Je me réjouis, monsieur le président, de voir la représentation nationale manifester un tel intérêt pour la noble mission qu'est l'amélioration de la sécurité des Français, et vous remercie d'avoir accepté de reporter d'une semaine cette audition.
Je regrette cependant que la Cour ait limité son analyse à la période 2002-2009, au risque de faire une lecture politique des efforts accomplis en matière de réorganisation, risque auquel elle a malheureusement succombé, comme chacun a pu le constater. Il me semble que cette étude aurait gagné à porter sur un temps un peu plus long, d'autant que le rapport ne consacre en réalité qu'une place très modeste au bilan de la LOPSI.
Analyser l'état des lieux en 2002 aurait pourtant permis de révéler l'importante rupture qui s'est opérée à cette date : la délinquance, qui avait augmenté de 17 % entre 1997 et 2002, a baissé de 17 % entre 2002 et 2010, alors que la population française s'accroissait de plus de 3 millions.
Le chapitre consacré au pilotage des forces de sécurité de l'État appelle quelques remarques de ma part. Certes, les imperfections de l'état 4001 ne sont pas contestables : c'est d'ailleurs ce qui a motivé la mise en place de nouveaux outils d'analyse, conformément aux préconisations du rapport parlementaire Caresche-Pandraud, issu des travaux conjoints de la majorité et de l'opposition. L'évolution de la délinquance est désormais analysée au travers de quatre agrégats plus homogènes, puisque l'agrégat de délinquance générale, qui totalise les 107 rubriques de l'état 4001, couvre sans doute un champ trop large. En outre, c'est désormais un observatoire indépendant qui établit les statistiques en matière de sécurité.
Si tout peut toujours être amélioré, je rappelle que l'outil statistique de mesure de l'activité des services et la méthode d'enregistrement sont identiques depuis 1972. Cet indicateur, qui suscite peu de critiques, constitue un outil de mesure fiable auquel les enquêtes de victimation ne sauraient se substituer.

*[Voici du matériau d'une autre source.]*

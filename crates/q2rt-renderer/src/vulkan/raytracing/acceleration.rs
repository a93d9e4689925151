//! Acceleration structure management for ray tracing.
//!
//! `GeometryBuffers` uploads leaf meshes; `AccelerationStructureManager`
//! builds one BLAS per leaf from the uploaded buffers. The two share a
//! buffer table so they can be handed to the builder as the separate
//! resource and backend collaborators it expects.

use ash::khr::acceleration_structure;
use ash::vk;
use parking_lot::Mutex;
use std::collections::HashMap;
use std::sync::Arc;

use crate::rt_accel::{
    BlasHandle, IndexBufferHandle, RtAccelBackend, RtResourceFactory, VertexBufferHandle,
};
use crate::rt_local::Vertex3D;
use crate::vulkan::{Buffer, CommandContext, MemoryManager};

/// Bottom-level acceleration structure (BLAS).
pub struct Blas {
    pub handle: vk::AccelerationStructureKHR,
    pub buffer: Buffer,
    pub device_address: vk::DeviceAddress,
    pub primitive_count: u32,
}

#[derive(Default)]
struct BufferTable {
    buffers: HashMap<usize, Buffer>,
    next_id: usize,
}

impl BufferTable {
    fn insert(&mut self, buffer: Buffer) -> usize {
        self.next_id += 1;
        self.buffers.insert(self.next_id, buffer);
        self.next_id
    }

    fn address_of(&self, id: usize) -> Result<vk::DeviceAddress, String> {
        self.buffers
            .get(&id)
            .and_then(|b| b.device_address)
            .ok_or_else(|| format!("Unknown geometry buffer {}", id))
    }
}

/// Vertex/index buffer uploads for leaf meshes.
pub struct GeometryBuffers {
    memory: Arc<MemoryManager>,
    table: Arc<Mutex<BufferTable>>,
}

impl GeometryBuffers {
    pub fn new(memory: Arc<MemoryManager>) -> Self {
        Self {
            memory,
            table: Arc::new(Mutex::new(BufferTable::default())),
        }
    }

    unsafe fn upload<T: Copy>(&self, data: &[T], name: &str) -> Result<usize, String> {
        let size = std::mem::size_of_val(data) as vk::DeviceSize;
        let buffer = self.memory.create_buffer(
            size,
            vk::BufferUsageFlags::ACCELERATION_STRUCTURE_BUILD_INPUT_READ_ONLY_KHR
                | vk::BufferUsageFlags::SHADER_DEVICE_ADDRESS
                | vk::BufferUsageFlags::STORAGE_BUFFER,
            gpu_allocator::MemoryLocation::CpuToGpu,
            name,
        )?;
        buffer.write(data);
        Ok(self.table.lock().insert(buffer))
    }

    /// Destroy all uploaded buffers.
    pub unsafe fn destroy(&mut self) {
        let mut table = self.table.lock();
        for (_, buffer) in table.buffers.drain() {
            self.memory.destroy_buffer(buffer);
        }
    }
}

impl RtResourceFactory for GeometryBuffers {
    fn create_vertex_buffer(&mut self, vertices: &[Vertex3D]) -> Result<VertexBufferHandle, String> {
        if vertices.is_empty() {
            return Err("empty vertex data".to_string());
        }
        unsafe { self.upload(vertices, "leaf_vertices").map(VertexBufferHandle) }
    }

    fn create_index_buffer(&mut self, indices: &[u32]) -> Result<IndexBufferHandle, String> {
        if indices.is_empty() {
            return Err("empty index data".to_string());
        }
        unsafe { self.upload(indices, "leaf_indices").map(IndexBufferHandle) }
    }
}

/// Manages bottom-level acceleration structures.
pub struct AccelerationStructureManager {
    loader: acceleration_structure::Device,
    memory: Arc<MemoryManager>,
    commands: CommandContext,
    table: Arc<Mutex<BufferTable>>,
    blas_map: HashMap<BlasHandle, Blas>,
    scratch_buffer: Option<Buffer>,
    next_blas_id: usize,
}

impl AccelerationStructureManager {
    /// Create a new manager sharing `buffers`' uploads.
    ///
    /// # Safety
    /// `instance`/`device` must outlive the manager, and the device must
    /// have the acceleration-structure extension enabled.
    pub unsafe fn new(
        instance: &ash::Instance,
        device: &ash::Device,
        memory: Arc<MemoryManager>,
        commands: CommandContext,
        buffers: &GeometryBuffers,
    ) -> Result<Self, String> {
        let loader = acceleration_structure::Device::new(instance, device);

        Ok(Self {
            loader,
            memory,
            commands,
            table: buffers.table.clone(),
            blas_map: HashMap::new(),
            scratch_buffer: None,
            next_blas_id: 0,
        })
    }

    /// Get a BLAS by handle.
    pub fn get_blas(&self, handle: BlasHandle) -> Option<&Blas> {
        self.blas_map.get(&handle)
    }

    /// Ensure scratch buffer is at least the given size.
    unsafe fn ensure_scratch_buffer(&mut self, min_size: vk::DeviceSize) -> Result<(), String> {
        let needs_resize = match &self.scratch_buffer {
            Some(buf) => buf.size < min_size,
            None => true,
        };

        if needs_resize {
            if let Some(old) = self.scratch_buffer.take() {
                self.memory.destroy_buffer(old);
            }

            // Round up to power of 2 for reuse
            let size = min_size.next_power_of_two().max(1024 * 1024);

            self.scratch_buffer = Some(self.memory.create_buffer(
                size,
                vk::BufferUsageFlags::STORAGE_BUFFER | vk::BufferUsageFlags::SHADER_DEVICE_ADDRESS,
                gpu_allocator::MemoryLocation::GpuOnly,
                "as_scratch",
            )?);
        }

        Ok(())
    }

    unsafe fn build_blas_triangles(
        &mut self,
        vertex_address: vk::DeviceAddress,
        vertex_count: u32,
        index_address: vk::DeviceAddress,
        index_count: u32,
    ) -> Result<BlasHandle, String> {
        let triangle_count = index_count / 3;

        let triangles = vk::AccelerationStructureGeometryTrianglesDataKHR::default()
            .vertex_format(vk::Format::R32G32B32_SFLOAT)
            .vertex_data(vk::DeviceOrHostAddressConstKHR {
                device_address: vertex_address,
            })
            .vertex_stride(Vertex3D::SIZE as vk::DeviceSize)
            .max_vertex(vertex_count)
            .index_type(vk::IndexType::UINT32)
            .index_data(vk::DeviceOrHostAddressConstKHR {
                device_address: index_address,
            });

        let geometry = vk::AccelerationStructureGeometryKHR::default()
            .geometry_type(vk::GeometryTypeKHR::TRIANGLES)
            .geometry(vk::AccelerationStructureGeometryDataKHR { triangles })
            .flags(vk::GeometryFlagsKHR::OPAQUE);

        let geometries = [geometry];
        let build_info = vk::AccelerationStructureBuildGeometryInfoKHR::default()
            .ty(vk::AccelerationStructureTypeKHR::BOTTOM_LEVEL)
            .flags(vk::BuildAccelerationStructureFlagsKHR::PREFER_FAST_TRACE)
            .mode(vk::BuildAccelerationStructureModeKHR::BUILD)
            .geometries(&geometries);

        let primitive_counts = [triangle_count];
        let mut size_info = vk::AccelerationStructureBuildSizesInfoKHR::default();
        self.loader.get_acceleration_structure_build_sizes(
            vk::AccelerationStructureBuildTypeKHR::DEVICE,
            &build_info,
            &primitive_counts,
            &mut size_info,
        );

        // Create acceleration structure buffer
        let as_buffer = self.memory.create_buffer(
            size_info.acceleration_structure_size,
            vk::BufferUsageFlags::ACCELERATION_STRUCTURE_STORAGE_KHR
                | vk::BufferUsageFlags::SHADER_DEVICE_ADDRESS,
            gpu_allocator::MemoryLocation::GpuOnly,
            "blas_buffer",
        )?;

        let as_create_info = vk::AccelerationStructureCreateInfoKHR::default()
            .buffer(as_buffer.handle)
            .size(size_info.acceleration_structure_size)
            .ty(vk::AccelerationStructureTypeKHR::BOTTOM_LEVEL);

        let handle = self
            .loader
            .create_acceleration_structure(&as_create_info, None)
            .map_err(|e| format!("Failed to create BLAS: {:?}", e))?;

        let addr_info =
            vk::AccelerationStructureDeviceAddressInfoKHR::default().acceleration_structure(handle);
        let device_address = self.loader.get_acceleration_structure_device_address(&addr_info);

        self.ensure_scratch_buffer(size_info.build_scratch_size)?;
        let scratch_address = self.scratch_buffer.as_ref().unwrap().device_address.unwrap();

        let build_info = vk::AccelerationStructureBuildGeometryInfoKHR::default()
            .ty(vk::AccelerationStructureTypeKHR::BOTTOM_LEVEL)
            .flags(vk::BuildAccelerationStructureFlagsKHR::PREFER_FAST_TRACE)
            .mode(vk::BuildAccelerationStructureModeKHR::BUILD)
            .dst_acceleration_structure(handle)
            .geometries(&geometries)
            .scratch_data(vk::DeviceOrHostAddressKHR {
                device_address: scratch_address,
            });

        let build_range = vk::AccelerationStructureBuildRangeInfoKHR::default()
            .primitive_count(triangle_count)
            .primitive_offset(0)
            .first_vertex(0)
            .transform_offset(0);

        let build_ranges: &[vk::AccelerationStructureBuildRangeInfoKHR] = &[build_range];

        // Record and submit the build, blocking until the GPU is done —
        // all builds are serialized onto the one submission context.
        let cmd = self.commands.begin_single_time()?;
        self.loader
            .cmd_build_acceleration_structures(cmd, &[build_info], &[build_ranges]);
        self.commands.end_single_time(cmd)?;

        let blas_handle = BlasHandle(self.next_blas_id);
        self.next_blas_id += 1;

        self.blas_map.insert(
            blas_handle,
            Blas {
                handle,
                buffer: as_buffer,
                device_address,
                primitive_count: triangle_count,
            },
        );

        Ok(blas_handle)
    }

    /// Destroy all acceleration structures.
    pub unsafe fn destroy(&mut self) {
        for (_, blas) in self.blas_map.drain() {
            self.loader.destroy_acceleration_structure(blas.handle, None);
            self.memory.destroy_buffer(blas.buffer);
        }
        if let Some(scratch) = self.scratch_buffer.take() {
            self.memory.destroy_buffer(scratch);
        }
        self.commands.destroy();
    }
}

impl RtAccelBackend for AccelerationStructureManager {
    fn build_blas(
        &mut self,
        vertices: VertexBufferHandle,
        vertex_count: u32,
        indices: IndexBufferHandle,
        index_count: u32,
    ) -> Result<BlasHandle, String> {
        let (vertex_address, index_address) = {
            let table = self.table.lock();
            (table.address_of(vertices.0)?, table.address_of(indices.0)?)
        };
        unsafe { self.build_blas_triangles(vertex_address, vertex_count, index_address, index_count) }
    }
}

En tout état de cause, l'Observatoire national de la délinquance va bientôt livrer les résultats de sa dernière enquête de victimation.
Il faut rappeler par ailleurs que le taux d'élucidation des affaires criminelles et délictuelles est passé de 26 % en 2002 à plus de 37 % en 2009, soit une augmentation de 40 % en dix ans. Autre élément permettant de qualifier le pilotage des services et de mesurer la motivation de la police nationale : le nombre des infractions révélées par l'activité des services a augmenté de près de 50 %.
En d'autres termes, vouloir limiter la baisse globale de la délinquance à « l'amélioration par les constructeurs automobiles des dispositifs techniques de protection contre les vols et les effractions » est un raccourci d'autant plus excessif qu'il n'est assorti d'aucun élément de démonstration. En tout état de cause, une politique de sécurité est une politique globale : au sein du ministère, je me suis toujours efforcé de favoriser l'amélioration des dispositifs antivol des véhicules et l'équipement des logements en systèmes anti-effraction parce que ces dispositifs concourent à la sécurité générale.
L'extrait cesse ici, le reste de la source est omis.